PALERMO- Padre Cosimo Scordato, rettore della chiesa San Francesco Saverio all’Albergheria, offre sempre parole pacate e gentili, in ogni trincea. Questo è il tempo del Coronavirus, delle Messe non celebrate per necessità, dei funerali in forma strettamente privata per prudenza.
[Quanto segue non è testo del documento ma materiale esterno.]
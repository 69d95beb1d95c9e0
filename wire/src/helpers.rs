// Copyright (c) 2024-2025 The TezSign Foundation

//! encdec helper modules shared by the frame and rpc codecs

/// encdec helper for fixed byte arrays (pending const-generic impls
/// upstream)
pub(crate) mod arr {
    use encdec::Error;

    pub fn enc<const N: usize>(d: &[u8; N], buff: &mut [u8]) -> Result<usize, Error> {
        if buff.len() < d.len() {
            return Err(Error::Length);
        }

        buff[..d.len()].copy_from_slice(&d[..]);

        Ok(d.len())
    }

    pub fn enc_len<const N: usize>(d: &[u8; N]) -> Result<usize, Error> {
        Ok(d.len())
    }

    pub fn dec<const N: usize>(buff: &[u8]) -> Result<([u8; N], usize), Error> {
        if buff.len() < N {
            return Err(Error::Length);
        }

        let mut d = [0u8; N];
        d.copy_from_slice(&buff[..N]);

        Ok((d, N))
    }
}

/// encdec helper module for the lock-state byte
pub(crate) mod lock_state {
    use crate::rpc::{LockState, RpcError};

    pub fn enc(s: &LockState, buff: &mut [u8]) -> Result<usize, RpcError> {
        if buff.is_empty() {
            return Err(RpcError::Truncated);
        }

        buff[0] = *s as u8;

        Ok(1)
    }

    pub fn enc_len(_s: &LockState) -> Result<usize, RpcError> {
        Ok(1)
    }

    pub fn dec(buff: &[u8]) -> Result<(LockState, usize), RpcError> {
        let b = buff.first().ok_or(RpcError::Truncated)?;

        Ok((LockState::from_wire(*b)?, 1))
    }
}

/// encdec helper module for the per-kind watermark triple
pub(crate) mod wm_arr {
    use encdec::{Decode, Encode};

    use crate::rpc::{RpcError, Watermark};

    pub fn enc(wms: &[Watermark; 3], buff: &mut [u8]) -> Result<usize, RpcError> {
        let mut index = 0;
        for wm in wms {
            index += wm.encode(&mut buff[index..])?;
        }

        Ok(index)
    }

    pub fn enc_len(wms: &[Watermark; 3]) -> Result<usize, RpcError> {
        let mut len = 0;
        for wm in wms {
            len += wm.encode_len()?;
        }

        Ok(len)
    }

    pub fn dec(buff: &[u8]) -> Result<([Watermark; 3], usize), RpcError> {
        let mut index = 0;
        let mut wms = [Watermark::default(); 3];
        for wm in wms.iter_mut() {
            let (w, n) = Watermark::decode(&buff[index..])?;
            *wm = w;
            index += n;
        }

        Ok((wms, index))
    }
}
“Sono misure inderogabili – dice don Cosimo -. E’ chiaro che viene a mancare l’incontro, un punto di riferimento per le persone, con la celebrazione dell’eucarestia si costruisce una comunità e tutti possono attingere a un’esperienza che ricrea, che allenta la tensione. Ma io ho lanciato un messaggio alle persone che sento, ai miei parrocchiani: trasformiamo l’emergenza in una opportunità di cambiamento”.

E il pensiero corre a chi non può restare a casa, a chi combatte in prima linea. “Dobbiamo essere grati a queste persone – dice padre Scordato – a chi sta lavorando negli ospedali, per esempio, senza fermarsi mai. E dobbiamo guardarci in faccia, perché è il momento di cambiare davvero, come dicevo. Possiamo riscoprire la famiglia che è chiesa e dedicarle qualcosa di più. Possiamo coltivare meglio le relazioni umane, con gli strumenti per comunicare di cui disponiamo. Possiamo, con i nostri familiari, raccoglierci in preghiera, promuovere riflessioni. Lo ripeto: la famiglia è una chiesa domestica, è la prima forma di ecclesialità. Ogni cristiano è profeta, sacerdote e re; l’esercizio di questa complessità ministeriale ha come luoghi privilegiati la famiglia, l’ambito del lavoro e della vita sociale. Ogni capo famiglia è il responsabile della sua comunità. Possiamo leggere salmi, si possono impartire benedizioni. Io, comunque, per i fedeli registro il Vespro e lo mando con qualche piccola riflessione, è un’occasione per scambiarsi le voci”.

Guarda lontano padre Cosimo, alla fine del diluvio: “Spendiamo tanti soldi per gli armamenti e poi un virus ci sorprende, ci mette al tappeto, ci trova senza risorse. Il nostro compito è imparare il senso della promozione umana, con la salvaguardia della salute, dei diritti e dei poveri. Abbiamo bisogno della cura della persona. Mai come in questo tempo il messaggio è chiarissimo: siamo una sola umanità. Sarebbe sbagliato, domani, ricominciare come se niente fosse accaduto. Sì, sarebbe un gravissimo errore”.